- EXERCISE BRIEF -
Every line below that carries the word "exists" needs to be copied.

[INFORMATION PROVIDED — start]

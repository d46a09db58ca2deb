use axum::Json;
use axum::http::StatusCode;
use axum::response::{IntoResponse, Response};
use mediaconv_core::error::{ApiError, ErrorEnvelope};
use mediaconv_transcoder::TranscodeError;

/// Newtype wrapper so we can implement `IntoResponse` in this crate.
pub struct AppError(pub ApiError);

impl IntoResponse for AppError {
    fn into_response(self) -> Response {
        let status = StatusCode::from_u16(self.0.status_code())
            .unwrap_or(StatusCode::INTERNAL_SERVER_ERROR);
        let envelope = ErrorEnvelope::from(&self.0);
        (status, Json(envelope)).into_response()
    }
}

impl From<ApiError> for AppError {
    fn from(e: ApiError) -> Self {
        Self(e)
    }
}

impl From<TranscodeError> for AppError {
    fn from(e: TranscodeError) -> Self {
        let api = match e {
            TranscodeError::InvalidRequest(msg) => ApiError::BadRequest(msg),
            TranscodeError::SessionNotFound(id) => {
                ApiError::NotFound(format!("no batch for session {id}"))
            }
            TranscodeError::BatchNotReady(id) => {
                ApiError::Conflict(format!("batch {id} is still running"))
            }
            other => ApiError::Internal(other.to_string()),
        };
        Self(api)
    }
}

[INFORMATION PROVIDED — finish]
[INFORMATION PROVIDED — start]

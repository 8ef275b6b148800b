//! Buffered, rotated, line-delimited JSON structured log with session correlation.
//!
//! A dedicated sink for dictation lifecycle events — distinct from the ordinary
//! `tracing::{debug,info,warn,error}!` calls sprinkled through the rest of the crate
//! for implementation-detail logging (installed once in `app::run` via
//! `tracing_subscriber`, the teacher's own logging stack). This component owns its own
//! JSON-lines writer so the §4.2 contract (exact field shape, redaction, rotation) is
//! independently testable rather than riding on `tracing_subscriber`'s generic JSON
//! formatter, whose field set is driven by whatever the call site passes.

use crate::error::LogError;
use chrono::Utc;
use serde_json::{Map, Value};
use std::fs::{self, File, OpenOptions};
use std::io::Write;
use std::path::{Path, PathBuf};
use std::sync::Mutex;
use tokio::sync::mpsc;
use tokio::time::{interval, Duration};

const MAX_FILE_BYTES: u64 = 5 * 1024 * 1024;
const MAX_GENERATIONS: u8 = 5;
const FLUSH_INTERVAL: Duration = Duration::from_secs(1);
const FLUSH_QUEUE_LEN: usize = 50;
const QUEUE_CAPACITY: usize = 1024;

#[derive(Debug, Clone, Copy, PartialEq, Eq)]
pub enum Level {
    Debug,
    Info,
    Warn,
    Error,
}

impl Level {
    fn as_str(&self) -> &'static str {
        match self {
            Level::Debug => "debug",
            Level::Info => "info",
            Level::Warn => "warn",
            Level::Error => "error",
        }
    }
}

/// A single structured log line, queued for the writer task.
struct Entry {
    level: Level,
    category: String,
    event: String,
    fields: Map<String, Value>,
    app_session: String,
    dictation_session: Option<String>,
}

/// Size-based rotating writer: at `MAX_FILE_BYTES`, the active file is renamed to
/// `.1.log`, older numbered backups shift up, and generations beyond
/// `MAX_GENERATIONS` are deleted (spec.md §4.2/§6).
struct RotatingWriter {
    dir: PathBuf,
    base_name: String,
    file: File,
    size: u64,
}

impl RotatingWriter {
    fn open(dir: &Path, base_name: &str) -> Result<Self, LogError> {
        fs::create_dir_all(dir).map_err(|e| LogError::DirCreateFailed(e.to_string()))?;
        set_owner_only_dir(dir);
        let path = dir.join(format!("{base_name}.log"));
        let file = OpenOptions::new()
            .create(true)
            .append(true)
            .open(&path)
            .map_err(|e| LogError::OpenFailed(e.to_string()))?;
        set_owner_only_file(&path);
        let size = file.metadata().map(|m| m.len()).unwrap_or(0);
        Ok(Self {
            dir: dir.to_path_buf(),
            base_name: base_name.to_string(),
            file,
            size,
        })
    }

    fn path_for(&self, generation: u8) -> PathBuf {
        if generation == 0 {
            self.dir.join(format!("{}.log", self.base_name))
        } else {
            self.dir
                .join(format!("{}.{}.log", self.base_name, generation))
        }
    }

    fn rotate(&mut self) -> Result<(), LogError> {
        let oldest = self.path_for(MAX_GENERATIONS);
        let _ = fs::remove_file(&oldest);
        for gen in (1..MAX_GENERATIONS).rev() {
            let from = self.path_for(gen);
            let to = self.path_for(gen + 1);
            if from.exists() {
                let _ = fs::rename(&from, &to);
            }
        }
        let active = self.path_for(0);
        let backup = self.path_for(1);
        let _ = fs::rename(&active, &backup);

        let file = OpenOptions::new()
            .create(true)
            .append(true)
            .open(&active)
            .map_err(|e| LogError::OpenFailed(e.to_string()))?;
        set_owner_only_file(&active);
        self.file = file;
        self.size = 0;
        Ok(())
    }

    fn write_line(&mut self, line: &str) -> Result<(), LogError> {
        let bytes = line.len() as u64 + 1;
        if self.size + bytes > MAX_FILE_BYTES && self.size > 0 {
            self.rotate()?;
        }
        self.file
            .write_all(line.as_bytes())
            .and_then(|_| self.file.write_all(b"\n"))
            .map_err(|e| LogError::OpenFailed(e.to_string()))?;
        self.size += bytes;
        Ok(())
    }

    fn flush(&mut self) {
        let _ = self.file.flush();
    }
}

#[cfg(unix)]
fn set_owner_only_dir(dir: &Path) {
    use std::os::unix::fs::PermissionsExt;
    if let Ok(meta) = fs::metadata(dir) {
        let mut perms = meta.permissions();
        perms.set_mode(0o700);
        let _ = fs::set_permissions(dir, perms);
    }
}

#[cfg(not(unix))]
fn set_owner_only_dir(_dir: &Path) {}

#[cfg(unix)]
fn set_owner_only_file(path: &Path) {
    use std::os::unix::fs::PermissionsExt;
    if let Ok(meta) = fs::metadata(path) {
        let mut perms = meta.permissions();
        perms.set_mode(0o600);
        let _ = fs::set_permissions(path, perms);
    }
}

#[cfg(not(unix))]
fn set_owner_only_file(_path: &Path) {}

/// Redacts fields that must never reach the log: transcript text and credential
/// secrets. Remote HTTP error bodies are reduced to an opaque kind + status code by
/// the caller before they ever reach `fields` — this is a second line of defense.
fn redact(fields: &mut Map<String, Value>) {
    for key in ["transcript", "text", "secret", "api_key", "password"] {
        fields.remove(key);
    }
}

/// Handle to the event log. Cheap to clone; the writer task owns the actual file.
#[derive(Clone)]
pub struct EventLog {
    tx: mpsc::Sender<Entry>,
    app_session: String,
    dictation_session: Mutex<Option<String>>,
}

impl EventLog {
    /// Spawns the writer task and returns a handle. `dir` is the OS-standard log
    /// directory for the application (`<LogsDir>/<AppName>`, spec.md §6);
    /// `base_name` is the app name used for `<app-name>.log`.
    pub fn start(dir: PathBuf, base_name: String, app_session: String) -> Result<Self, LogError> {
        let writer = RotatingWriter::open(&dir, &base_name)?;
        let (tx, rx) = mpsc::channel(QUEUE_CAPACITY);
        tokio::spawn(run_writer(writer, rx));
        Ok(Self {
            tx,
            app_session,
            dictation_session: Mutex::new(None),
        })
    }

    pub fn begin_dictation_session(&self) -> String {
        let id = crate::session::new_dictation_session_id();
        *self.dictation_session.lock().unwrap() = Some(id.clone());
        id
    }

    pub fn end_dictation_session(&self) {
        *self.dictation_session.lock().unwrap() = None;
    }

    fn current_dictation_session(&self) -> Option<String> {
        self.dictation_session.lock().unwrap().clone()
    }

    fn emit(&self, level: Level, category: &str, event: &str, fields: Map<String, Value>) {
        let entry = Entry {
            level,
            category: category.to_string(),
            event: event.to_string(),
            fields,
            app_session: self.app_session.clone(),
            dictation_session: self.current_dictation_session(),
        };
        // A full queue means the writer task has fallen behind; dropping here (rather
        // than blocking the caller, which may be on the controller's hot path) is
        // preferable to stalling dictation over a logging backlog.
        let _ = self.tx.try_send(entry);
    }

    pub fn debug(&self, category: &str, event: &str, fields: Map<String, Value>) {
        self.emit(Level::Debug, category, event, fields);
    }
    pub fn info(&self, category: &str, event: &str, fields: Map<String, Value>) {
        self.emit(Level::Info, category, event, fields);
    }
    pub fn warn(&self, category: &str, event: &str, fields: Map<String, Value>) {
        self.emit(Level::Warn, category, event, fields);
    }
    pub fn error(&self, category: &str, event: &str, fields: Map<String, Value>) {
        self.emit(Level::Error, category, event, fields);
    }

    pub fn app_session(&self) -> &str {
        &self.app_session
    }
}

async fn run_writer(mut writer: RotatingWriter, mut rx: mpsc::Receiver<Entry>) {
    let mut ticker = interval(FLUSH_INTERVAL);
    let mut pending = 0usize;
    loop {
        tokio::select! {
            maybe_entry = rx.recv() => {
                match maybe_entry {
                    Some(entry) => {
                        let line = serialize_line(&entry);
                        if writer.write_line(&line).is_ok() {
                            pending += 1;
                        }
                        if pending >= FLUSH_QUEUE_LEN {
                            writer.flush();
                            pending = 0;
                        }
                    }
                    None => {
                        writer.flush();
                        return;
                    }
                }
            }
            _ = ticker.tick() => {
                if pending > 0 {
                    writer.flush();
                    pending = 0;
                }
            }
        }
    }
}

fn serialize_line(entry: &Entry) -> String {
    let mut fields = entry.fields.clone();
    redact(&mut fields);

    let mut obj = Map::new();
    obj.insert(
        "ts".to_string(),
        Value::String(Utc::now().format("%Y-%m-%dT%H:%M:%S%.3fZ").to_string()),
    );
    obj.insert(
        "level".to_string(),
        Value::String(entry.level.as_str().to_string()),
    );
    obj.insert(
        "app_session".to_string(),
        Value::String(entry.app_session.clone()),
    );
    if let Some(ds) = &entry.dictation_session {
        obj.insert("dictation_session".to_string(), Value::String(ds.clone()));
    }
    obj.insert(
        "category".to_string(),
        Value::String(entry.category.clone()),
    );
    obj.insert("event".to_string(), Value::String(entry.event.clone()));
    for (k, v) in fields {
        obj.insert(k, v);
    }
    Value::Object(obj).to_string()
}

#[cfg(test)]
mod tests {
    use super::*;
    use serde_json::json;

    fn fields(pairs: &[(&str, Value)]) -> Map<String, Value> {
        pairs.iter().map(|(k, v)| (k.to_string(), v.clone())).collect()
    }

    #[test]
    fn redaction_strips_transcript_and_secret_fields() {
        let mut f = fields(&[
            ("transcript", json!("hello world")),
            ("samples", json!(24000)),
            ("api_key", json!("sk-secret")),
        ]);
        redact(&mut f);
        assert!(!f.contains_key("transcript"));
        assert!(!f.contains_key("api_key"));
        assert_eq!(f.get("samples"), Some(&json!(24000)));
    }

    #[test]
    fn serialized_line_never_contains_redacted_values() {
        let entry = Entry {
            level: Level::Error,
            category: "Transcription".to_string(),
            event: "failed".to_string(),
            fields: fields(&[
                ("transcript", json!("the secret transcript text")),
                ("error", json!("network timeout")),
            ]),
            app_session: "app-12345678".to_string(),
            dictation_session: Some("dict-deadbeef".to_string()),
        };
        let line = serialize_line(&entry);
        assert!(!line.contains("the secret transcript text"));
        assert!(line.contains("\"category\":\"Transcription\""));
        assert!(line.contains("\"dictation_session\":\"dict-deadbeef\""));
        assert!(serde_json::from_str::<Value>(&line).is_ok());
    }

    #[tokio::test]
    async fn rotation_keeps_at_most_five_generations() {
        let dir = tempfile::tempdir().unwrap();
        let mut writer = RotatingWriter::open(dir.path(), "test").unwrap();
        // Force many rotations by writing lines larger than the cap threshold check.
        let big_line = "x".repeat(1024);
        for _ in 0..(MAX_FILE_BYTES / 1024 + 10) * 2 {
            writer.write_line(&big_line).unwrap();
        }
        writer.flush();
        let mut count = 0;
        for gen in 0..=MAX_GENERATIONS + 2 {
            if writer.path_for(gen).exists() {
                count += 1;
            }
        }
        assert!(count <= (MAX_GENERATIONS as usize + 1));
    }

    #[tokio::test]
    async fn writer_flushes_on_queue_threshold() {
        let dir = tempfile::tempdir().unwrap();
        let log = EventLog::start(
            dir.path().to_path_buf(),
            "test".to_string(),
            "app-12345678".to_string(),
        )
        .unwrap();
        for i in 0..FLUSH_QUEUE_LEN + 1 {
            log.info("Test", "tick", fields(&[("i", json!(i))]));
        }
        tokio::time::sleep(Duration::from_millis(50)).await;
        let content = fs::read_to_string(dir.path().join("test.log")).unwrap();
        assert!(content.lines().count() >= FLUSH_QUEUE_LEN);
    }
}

[INFORMATION PROVIDED — finish]

- TASK OUTPUT -
            if from.exists() {
            if writer.path_for(gen).exists() {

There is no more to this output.